** Opening EXCERPTED RECORDS block **

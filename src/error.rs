//! Error taxonomy for scoring, model evaluation and bundle loading

use std::path::PathBuf;
use thiserror::Error;

/// Failures raised while evaluating a classifier.
#[derive(Error, Debug, Clone, PartialEq)]
pub enum ModelError {
    /// Input matrix width does not match the model.
    #[error("expected {expected} features, got {actual}")]
    FeatureCount { expected: usize, actual: usize },

    /// Probability came out NaN or infinite.
    #[error("non-finite probability at row {row}")]
    NonFinite { row: usize },

    /// Persisted model parameters are inconsistent.
    #[error("invalid model structure: {0}")]
    InvalidStructure(String),

    /// Decision threshold outside `[0, 1]`.
    #[error("threshold {0} is outside [0, 1]")]
    InvalidThreshold(f64),
}

/// Errors surfaced by batch scoring and importance lookups.
#[derive(Error, Debug)]
pub enum ScoringError {
    /// One or more canonical feature columns are absent from the batch.
    #[error("missing required features: {}", .0.join(", "))]
    MissingFeatures(Vec<String>),

    /// A record names a geography with no bundle.
    #[error("unsupported geography: {0}")]
    UnsupportedGeography(String),

    /// Importance requested for a country with no bundle.
    #[error("unsupported country: {0}")]
    UnsupportedCountry(String),

    /// Empty batch.
    #[error("no data to score")]
    NoData,

    /// The request body could not be decoded into customer records.
    #[error("invalid request body: {0}")]
    InvalidRequest(String),

    /// The classifier failed while computing probabilities.
    #[error("classification failed: {0}")]
    Classification(#[from] ModelError),

    /// The model exposes no feature importances, directly or through its steps.
    #[error("model for {0} does not support feature importances")]
    ImportanceUnsupported(String),
}

impl ScoringError {
    /// Whether the caller caused this error (bad input) rather than the service.
    pub fn is_client_error(&self) -> bool {
        matches!(
            self,
            ScoringError::MissingFeatures(_)
                | ScoringError::UnsupportedGeography(_)
                | ScoringError::UnsupportedCountry(_)
                | ScoringError::NoData
                | ScoringError::InvalidRequest(_)
        )
    }
}

/// Startup failure while loading a model bundle.
#[derive(Error, Debug)]
pub enum BundleError {
    #[error("failed to read bundle {}: {source}", .path.display())]
    Io {
        path: PathBuf,
        #[source]
        source: std::io::Error,
    },

    #[error("failed to parse bundle {}: {source}", .path.display())]
    Parse {
        path: PathBuf,
        #[source]
        source: serde_json::Error,
    },

    #[error("invalid bundle {}: {reason}", .path.display())]
    Invalid { path: PathBuf, reason: String },
}

/// Failures while loading the dashboard's customer file.
#[derive(Error, Debug)]
pub enum DashboardError {
    #[error("expected a .csv file, got {}", .0.display())]
    NotCsv(PathBuf),

    #[error("missing required columns: {}", .0.join(", "))]
    MissingColumns(Vec<String>),

    #[error("column {column}: {reason}")]
    InvalidColumn { column: String, reason: String },

    #[error("failed to read customer data: {0}")]
    Polars(#[from] polars::prelude::PolarsError),
}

** Closing EXCERPTED RECORDS block **

- [ACTIVITY]
Transcribe every line of the data, exactly as it stands.

- [ANSWER SPACE]
filename src/error.rs
//! Error taxonomy for scoring, model evaluation and bundle loading

use std::path::PathBuf;
use thiserror::Error;

/// Failures raised while evaluating a classifier.
#[derive(Error, Debug, Clone, PartialEq)]
pub enum ModelError {
    /// Input matrix width does not match the model.
    #[error("expected {expected} features, got {actual}")]
    FeatureCount { expected: usize, actual: usize },

    /// Probability came out NaN or infinite.
    #[error("non-finite probability at row {row}")]
    NonFinite { row: usize },

    /// Persisted model parameters are inconsistent.
    #[error("invalid model structure: {0}")]
    InvalidStructure(String),

    /// Decision threshold outside `[0, 1]`.
    #[error("threshold {0} is outside [0, 1]")]
    InvalidThreshold(f64),
}

/// Errors surfaced by batch scoring and importance lookups.
#[derive(Error, Debug)]
pub enum ScoringError {
    /// One or more canonical feature columns are absent from the batch.
    #[error("missing required features: {}", .0.join(", "))]
    MissingFeatures(Vec<String>),

    /// A record names a geography with no bundle.
    #[error("unsupported geography: {0}")]
    UnsupportedGeography(String),

    /// Importance requested for a country with no bundle.
    #[error("unsupported country: {0}")]
    UnsupportedCountry(String),

    /// Empty batch.
    #[error("no data to score")]
    NoData,

    /// The request body could not be decoded into customer records.
    #[error("invalid request body: {0}")]
    InvalidRequest(String),

    /// The classifier failed while computing probabilities.
    #[error("classification failed: {0}")]
    Classification(#[from] ModelError),

    /// The model exposes no feature importances, directly or through its steps.
    #[error("model for {0} does not support feature importances")]
    ImportanceUnsupported(String),
}

impl ScoringError {
    /// Whether the caller caused this error (bad input) rather than the service.
    pub fn is_client_error(&self) -> bool {
        matches!(
            self,
            ScoringError::MissingFeatures(_)
                | ScoringError::UnsupportedGeography(_)
                | ScoringError::UnsupportedCountry(_)
                | ScoringError::NoData
                | ScoringError::InvalidRequest(_)
        )
    }
}

/// Startup failure while loading a model bundle.
#[derive(Error, Debug)]
pub enum BundleError {
    #[error("failed to read bundle {}: {source}", .path.display())]
    Io {
        path: PathBuf,
        #[source]
        source: std::io::Error,
    },

    #[error("failed to parse bundle {}: {source}", .path.display())]
    Parse {
        path: PathBuf,
        #[source]
        source: serde_json::Error,
    },

    #[error("invalid bundle {}: {reason}", .path.display())]
    Invalid { path: PathBuf, reason: String },
}

/// Failures while loading the dashboard's customer file.
#[derive(Error, Debug)]
pub enum DashboardError {
    #[error("expected a .csv file, got {}", .0.display())]
    NotCsv(PathBuf),

    #[error("missing required columns: {}", .0.join(", "))]
    MissingColumns(Vec<String>),

    #[error("column {column}: {reason}")]
    InvalidColumn { column: String, reason: String },

    #[error("failed to read customer data: {0}")]
    Polars(#[from] polars::prelude::PolarsError),
}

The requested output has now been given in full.